# Task details:
Exact reproduction required: the lines below from the line with "inside the image." to the line with "assert!(spec.job.is_none());", both ends included, and no others.

[Start of section]

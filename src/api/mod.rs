pub mod flink_session_cluster;
//! Drives the observed state of one session cluster towards its desired state.
//!
//! A pass is strictly sequential and holds no state between calls. Two passes for
//! the same cluster must never overlap: the caller serializes them per object key
//! (the kube-runtime scheduler does), otherwise both could race to create the same
//! child object.

use kube::ResourceExt;
use tracing::{debug, info};

use super::convergence::decide;
use super::executor::ActionExecutor;
use super::platform::PlatformClient;
use super::state::{DesiredState, ObservedState, ResourceKind};
use super::ReconcileResult;

pub struct ClusterReconciler<'a> {
    client: &'a dyn PlatformClient,
}

impl<'a> ClusterReconciler<'a> {
    pub fn new(client: &'a dyn PlatformClient) -> Self {
        Self { client }
    }

    /// Compares the desired and the observed state and, where they differ, acts to
    /// bring the observed state closer. Stops at the first failing kind; already
    /// created objects stay in place and are no-ops on the next pass.
    pub async fn reconcile(
        &self,
        observed: ObservedState,
        desired: DesiredState,
    ) -> ReconcileResult<()> {
        // Children of the cluster are reclaimed through their owner references
        let Some(cluster) = observed.cluster else {
            info!("The cluster has been deleted, no action to take");
            return Ok(());
        };

        let namespace = cluster.namespace().unwrap_or_default();
        let executor = ActionExecutor::new(self.client, &namespace);

        let mut observed = observed.components;
        let mut desired = desired.components;
        for kind in ResourceKind::RECONCILE_ORDER {
            let action = decide(desired.take(kind), observed.take(kind));
            debug!(component = %kind, ?action, "Decided");
            executor.execute(action, kind).await?;
        }

        Ok(())
    }
}
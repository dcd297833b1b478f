use controllers::ReconcileError;
use thiserror::Error;

#[derive(Error, Debug)]
pub enum Error {
    #[error("Kube Error: {0}")]
    KubeError(#[from] kube::Error),

    #[error("CRD is not queryable: {0}")]
    CrdNotQueryable(#[source] kube::Error),

    #[error("Reconcile error: {0}")]
    ReconcileError(#[from] ReconcileError),

    #[error("Metrics registration error: {0}")]
    MetricsError(#[from] prometheus::Error),
}

pub type Result<T, E = Error> = std::result::Result<T, E>;

impl Error {
    pub fn metric_label(&self) -> String {
        match self {
            Error::ReconcileError(ReconcileError::CreateFailed { kind, .. }) => {
                format!("create_failed_{}", kind.component())
            }
            Error::ReconcileError(ReconcileError::UpdateFailed { kind, .. }) => {
                format!("update_failed_{}", kind.component())
            }
            Error::KubeError(_) => "kube_error".to_string(),
            Error::CrdNotQueryable(_) => "crd_not_queryable".to_string(),
            Error::MetricsError(_) => "metrics_error".to_string(),
        }
    }
}

/// Expose all controller components used by main
pub mod controller;
pub use crate::controller::*;
pub mod api;
pub mod config;
pub mod controllers;

/// Log and trace integrations
pub mod telemetry;

/// Metrics
mod metrics;
pub use metrics::Metrics;
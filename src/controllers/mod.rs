use thiserror::Error;

use state::ResourceKind;

pub type ReconcileResult<T> = std::result::Result<T, ReconcileError>;

/// Failure of a single pass. The pass stops at the first one.
#[derive(Error, Debug)]
pub enum ReconcileError {
    #[error("{kind} create error: {cause}")]
    CreateFailed {
        kind: ResourceKind,
        #[source]
        cause: kube::Error,
    },

    #[error("{kind} update error: {cause}")]
    UpdateFailed {
        kind: ResourceKind,
        #[source]
        cause: kube::Error,
    },
}

impl ReconcileError {
    pub fn kind(&self) -> ResourceKind {
        match self {
            ReconcileError::CreateFailed { kind, .. } | ReconcileError::UpdateFailed { kind, .. } => {
                *kind
            }
        }
    }
}

pub mod convergence;
pub mod desired;
pub mod executor;
pub mod observer;
pub mod platform;
pub mod reconciler;
pub mod state;
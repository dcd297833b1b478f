use kube::CustomResource;
use schemars::JsonSchema;
use serde::{Deserialize, Serialize};

/// A long-running Flink session cluster with an optional job submitted into it.
#[derive(CustomResource, Deserialize, Serialize, Clone, Default, Debug, JsonSchema)]
#[kube(
    kind = "FlinkSessionCluster",
    group = "flinkoperator.k8s.io",
    version = "v1alpha1",
    namespaced,
    shortname = "fsc"
)]
#[serde(rename_all = "camelCase")]
pub struct FlinkSessionClusterSpec {
    /// Flink image used by every component of the cluster.
    pub image: ImageSpec,
    /// JobManager settings.
    #[serde(default)]
    pub job_manager: JobManagerSpec,
    /// TaskManager settings.
    pub task_manager: TaskManagerSpec,
    /// Job to submit once the cluster is up. Without it the cluster stays idle.
    pub job: Option<JobSpec>,
}

#[derive(Deserialize, Serialize, Clone, Default, Debug, JsonSchema)]
#[serde(rename_all = "camelCase")]
pub struct ImageSpec {
    pub name: String,
    pub pull_policy: Option<String>,
}

#[derive(Deserialize, Serialize, Clone, Default, Debug, JsonSchema)]
#[serde(rename_all = "camelCase")]
pub struct JobManagerSpec {
    pub replicas: Option<i32>,
    #[serde(default)]
    pub ports: JobManagerPorts,
}

#[derive(Deserialize, Serialize, Clone, Default, Debug, JsonSchema)]
#[serde(rename_all = "camelCase")]
pub struct JobManagerPorts {
    pub rpc: Option<i32>,
    pub blob: Option<i32>,
    pub query: Option<i32>,
    pub ui: Option<i32>,
}

#[derive(Deserialize, Serialize, Clone, Default, Debug, JsonSchema)]
#[serde(rename_all = "camelCase")]
pub struct TaskManagerSpec {
    pub replicas: i32,
    #[serde(default)]
    pub ports: TaskManagerPorts,
}

#[derive(Deserialize, Serialize, Clone, Default, Debug, JsonSchema)]
#[serde(rename_all = "camelCase")]
pub struct TaskManagerPorts {
    pub data: Option<i32>,
    pub rpc: Option<i32>,
    pub query: Option<i32>,
}

#[derive(Deserialize, Serialize, Clone, Default, Debug, JsonSchema)]
#[serde(rename_all = "camelCase")]
pub struct JobSpec {
    /// Path of the job jar inside the image.
    pub jar_file: String,
    pub class_name: Option<String>,
    #[serde(default)]
    pub args: Vec<String>,
    pub parallelism: Option<i32>,
    /// Pod restart policy of the submitter, `OnFailure` when unset.
    pub restart_policy: Option<String>,
}

#[cfg(test)]
mod tests {
    use super::*;

    #[test]
    fn spec_parses_from_manifest() {
        let data = r#"{
            "image": { "name": "flink:1.8.1" },
            "jobManager": { "ports": { "ui": 8081 } },
            "taskManager": { "replicas": 2 },
            "job": {
                "jarFile": "./examples/streaming/WordCount.jar",
                "className": "org.apache.flink.streaming.examples.wordcount.WordCount",
                "args": ["--input", "./README.txt"],
                "parallelism": 2
            }
        }"#;

        let spec: FlinkSessionClusterSpec = serde_json::from_str(data).unwrap();
        assert_eq!(spec.task_manager.replicas, 2);
        assert_eq!(spec.job_manager.ports.ui, Some(8081));
        assert!(spec.job_manager.replicas.is_none());
        assert_eq!(spec.job.unwrap().args.len(), 2);
    }

    #[test]
    fn job_manager_section_is_optional() {
        let data = r#"{
            "image": { "name": "flink:1.8.1", "pullPolicy": "IfNotPresent" },
            "taskManager": { "replicas": 1 }
        }"#;

        let spec: FlinkSessionClusterSpec = serde_json::from_str(data).unwrap();
        assert!(spec.job.is_none());
        assert_eq!(spec.image.pull_policy.as_deref(), Some("IfNotPresent"));
    }
}
//! Safety scoring for locations and routes.
//!
//! The crate provides three layers over a
//! [`CrimeDataSource`](saferoute_core::CrimeDataSource):
//! - **Single-location scoring** blends crime risk, time of day, population
//!   density and lighting into a weighted `0..=100` score with factors,
//!   an explanation, recommendations and alerts.
//! - **Route scoring** scores every segment at its midpoint and aggregates
//!   the results, weighting the overall score by segment distance.
//! - **Real-time scoring** caches scores for five minutes, refreshes the
//!   time-sensitive factor on every hit and applies an additive adjustment
//!   from live environmental conditions. A background worker sweeps the
//!   cache on a fixed interval.
//!
//! # Examples
//!
//! ```no_run
//! use chrono::Local;
//! use saferoute_core::{FactorFlags, Location, TimeContext};
//! use saferoute_data::{CrimeDataGenerator, CrimeDataService};
//! use saferoute_scorer::{EngineConfig, SafetyScoringEngine};
//!
//! let today = Local::now().date_naive();
//! let service = CrimeDataService::new(CrimeDataGenerator::new(), today);
//! let engine = SafetyScoringEngine::new(service, EngineConfig::default());
//! engine.start_background_refresh().expect("spawn refresh worker");
//!
//! let mission = Location::new(37.7599, -122.4148).expect("valid coordinates");
//! let now = TimeContext::new(Local::now().naive_local());
//! let assessment = engine
//!     .score_location(&mission, Some(&now), FactorFlags::default())
//!     .expect("score location");
//! println!("{}", assessment.score.explanation);
//! ```

#![forbid(unsafe_code)]
#![cfg_attr(docsrs, feature(doc_cfg))]

mod assessment;
mod cache;
pub mod components;
mod config;
mod engine;
mod environment;
mod error;
mod refresher;
mod route;

pub use assessment::{AlertLevel, LocationAssessment, SafetyAlert, ScoreMetadata};
pub use cache::SweepReport;
pub use config::{DEFAULT_NEARBY_RISK_RADIUS_KM, EngineConfig};
pub use engine::SafetyScoringEngine;
pub use environment::{
    CrowdDensity, EnvironmentProvider, EnvironmentalConditions, FixedEnvironment, LocalEvents,
    SimulatedEnvironment, Traffic, Weather, WeatherCondition,
};
pub use error::RefreshError;
pub use route::aggregate_route_scores;

#[cfg(test)]
mod tests;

[End of section]

# Answer:
    /// Path of the job jar inside the image.
    pub jar_file: String,
    pub class_name: Option<String>,
    #[serde(default)]
    pub args: Vec<String>,
    pub parallelism: Option<i32>,
    /// Pod restart policy of the submitter, `OnFailure` when unset.
    pub restart_policy: Option<String>,
}

#[cfg(test)]
mod tests {
    use super::*;

    #[test]
    fn spec_parses_from_manifest() {
        let data = r#"{
            "image": { "name": "flink:1.8.1" },
            "jobManager": { "ports": { "ui": 8081 } },
            "taskManager": { "replicas": 2 },
            "job": {
                "jarFile": "./examples/streaming/WordCount.jar",
                "className": "org.apache.flink.streaming.examples.wordcount.WordCount",
                "args": ["--input", "./README.txt"],
                "parallelism": 2
            }
        }"#;

        let spec: FlinkSessionClusterSpec = serde_json::from_str(data).unwrap();
        assert_eq!(spec.task_manager.replicas, 2);
        assert_eq!(spec.job_manager.ports.ui, Some(8081));
        assert!(spec.job_manager.replicas.is_none());
        assert_eq!(spec.job.unwrap().args.len(), 2);
    }

    #[test]
    fn job_manager_section_is_optional() {
        let data = r#"{
            "image": { "name": "flink:1.8.1", "pullPolicy": "IfNotPresent" },
            "taskManager": { "replicas": 1 }
        }"#;

        let spec: FlinkSessionClusterSpec = serde_json::from_str(data).unwrap();
        assert!(spec.job.is_none());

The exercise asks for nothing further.